Just open your Twitter feed and listen to the Washington press corps howl about the Obama administration’s latest intrusion into their business.
From the mainstream we hear the grousing of Washington Post National Political Editor Steven Ginsberg, Washington reporter John Solomon and the Associated Press’s Matt Apuzzo. From the partisan corners come the protests of the Daily Caller’s Tucker Carlson, the New Yorker‘s Ryan Lizza, Fox News Channel’s Brit Hume, the Guardian‘s Glenn Greenwald and the chronically underemployed Keith Olbermann. All deplore, in vociferous terms, the excesses of a Department of Justice leak investigation that has criminalized the reporting of Fox News Channel’s James Rosen.
While I join this chorus of rage, I also wonder how much of Rosen’s trouble is of his own making. Did Rosen get caught and get his source in trouble because he practiced poor journalistic tradecraft?
First, the background: According to this morning’s Washington Post, Rosen became part of a federal leaks probe because secrets appeared in his reporting on North Korea. Ordinarily, the Department of Justice limits itself when investigations bump up against the press, but in this case the feds pushed hard, obtaining a search warrant to seize Rosen’s private emails, asserting that he was a possible “aider, abettor and/or co-conspirator” in the alleged leak. That is, they posited that Rosen might be a lawbreaker for requesting classified information from his source.

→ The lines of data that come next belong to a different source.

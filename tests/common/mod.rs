//! Shared test utilities for integration and E2E tests.
//!
//! Add `mod common;` to a test file, then use the helpers:
//!
//! ```rust,ignore
//! mod common;
//! use common::prelude::*;
//!
//! let fixture = TestFixture::new()
//!     .with_config(configs::ALPHA)
//!     .with_fetch_script(scripts::POPULATE_HELLO);
//! fixture.sync_command().assert().success();
//! ```
//!
//! The fetch mechanism is stubbed with a shell script passed through
//! `--fetch-command sh --fetch-arg <script>`; the script receives the
//! repository URL as `$1` and the workspace directory as `$2`.

use assert_fs::prelude::*;
use std::path::{Path, PathBuf};

/// Re-export commonly used test dependencies for convenience.
pub mod prelude {
    pub use assert_cmd::cargo::cargo_bin_cmd;
    pub use assert_fs::prelude::*;
    pub use predicates::prelude::*;

    #[allow(unused_imports)]
    pub use super::configs;
    #[allow(unused_imports)]
    pub use super::scripts;
    pub use super::TestFixture;
}

/// Repositories configurations used across tests.
#[allow(dead_code)]
pub mod configs {
    /// One collection `guides` with one repo `alpha`.
    pub const ALPHA: &str = r#"{
  "collections": [
    {
      "collectionName": "guides",
      "repos": [
        { "title": "alpha", "baseUrl": "fake://alpha", "path": "/docs", "targetDir": null }
      ]
    }
  ]
}"#;

    /// Three repos in two collections; `fake://broken` fails under `scripts::BY_URL`.
    pub const MIXED: &str = r#"{
  "collections": [
    {
      "collectionName": "guides",
      "repos": [
        { "title": "alpha", "baseUrl": "fake://alpha", "path": "/docs", "targetDir": null },
        { "title": "broken", "baseUrl": "fake://broken", "path": "/docs", "targetDir": null },
        { "title": "nodocs", "baseUrl": "fake://nodocs", "path": "/docs", "targetDir": null }
      ]
    },
    {
      "collectionName": "api",
      "repos": [
        { "title": "gamma", "baseUrl": "fake://gamma", "path": "/docs", "targetDir": "team-x" }
      ]
    }
  ]
}"#;

    /// Not JSON at all.
    pub const INVALID: &str = "{ \"collections\": [";
}

/// Shell scripts standing in for `git clone`.
#[allow(dead_code)]
pub mod scripts {
    /// Writes `docs/readme.md` containing `hello`.
    pub const POPULATE_HELLO: &str = r#"mkdir -p "$2/docs" && printf hello > "$2/docs/readme.md"
"#;

    /// Always fails like an unreachable remote.
    pub const FAIL: &str = r#"echo "fatal: unable to access '$1': Could not resolve host" >&2
exit 128
"#;

    /// Behaves differently depending on the URL.
    pub const BY_URL: &str = r#"case "$1" in
  fake://broken) echo "fatal: repository '$1' not found" >&2; exit 128 ;;
  fake://nodocs) printf readme > "$2/README.md" ;;
  *) mkdir -p "$2/docs/nested" && printf "docs for $1" > "$2/docs/index.md" && printf deep > "$2/docs/nested/deep.md" ;;
esac
"#;
}

/// A temporary working directory with a config, a fetch stub and a private
/// workspace root.
pub struct TestFixture {
    temp_dir: assert_fs::TempDir,
}

#[allow(dead_code)]
impl TestFixture {
    /// Create a new test fixture with an empty temporary directory.
    pub fn new() -> Self {
        let temp_dir = assert_fs::TempDir::new().expect("Failed to create temp directory");
        temp_dir
            .child("workspaces")
            .create_dir_all()
            .expect("Failed to create workspace root");
        Self { temp_dir }
    }

    /// Add a `repositories.json` configuration file with the given content.
    pub fn with_config(self, content: &str) -> Self {
        self.temp_dir
            .child("repositories.json")
            .write_str(content)
            .expect("Failed to write config file");
        self
    }

    /// Add the fetch stub script.
    pub fn with_fetch_script(self, body: &str) -> Self {
        self.temp_dir
            .child("fetch.sh")
            .write_str(body)
            .expect("Failed to write fetch script");
        self
    }

    /// Add a file with the given path and content.
    pub fn with_file(self, path: &str, content: &str) -> Self {
        self.temp_dir
            .child(path)
            .write_str(content)
            .expect("Failed to write file");
        self
    }

    /// Get the path to the temporary directory.
    pub fn path(&self) -> &Path {
        self.temp_dir.path()
    }

    /// Default docs root (`docs/` under the working directory).
    pub fn docs(&self) -> PathBuf {
        self.path().join("docs")
    }

    /// Directory the CLI creates workspaces in.
    pub fn workspace_root(&self) -> PathBuf {
        self.path().join("workspaces")
    }

    /// Number of entries left in the workspace root.
    pub fn leftover_workspaces(&self) -> usize {
        std::fs::read_dir(self.workspace_root())
            .expect("workspace root")
            .count()
    }

    /// Create a child path in the temp directory.
    pub fn child(&self, path: &str) -> assert_fs::fixture::ChildPath {
        self.temp_dir.child(path)
    }

    /// Create a command configured to run in this fixture's directory.
    pub fn command(&self) -> assert_cmd::Command {
        let mut cmd = assert_cmd::cargo::cargo_bin_cmd!("docs-sync");
        cmd.current_dir(self.path())
            .env_remove("DOCS_SYNC_CONFIG")
            .env_remove("DOCS_SYNC_ROOT")
            .env_remove("DOCS_SYNC_WORKSPACE")
            .env_remove("RUST_LOG");
        cmd
    }

    /// `docs-sync sync` wired to the fetch stub and private workspace root.
    pub fn sync_command(&self) -> assert_cmd::Command {
        let mut cmd = self.command();
        cmd.arg("--color")
            .arg("never")
            .arg("sync")
            .arg("--workspace-root")
            .arg(self.workspace_root())
            .arg("--fetch-command")
            .arg("sh")
            .arg("--fetch-arg")
            .arg(self.path().join("fetch.sh"));
        cmd
    }
}

impl Default for TestFixture {
    fn default() -> Self {
        Self::new()
    }
}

Rosen’s alleged source, Stephen Jin-Woo Kim, was indicted in 2010 for disclosing national defense information. Although no charges have been filed against Rosen, journalists are logically demanding that the government explain how it can be a crime for a reporter to pursue government secrets when it is not (yet) a crime to publish them. If that’s the case, then hundreds, if not thousands, of current Washington reporters are criminals.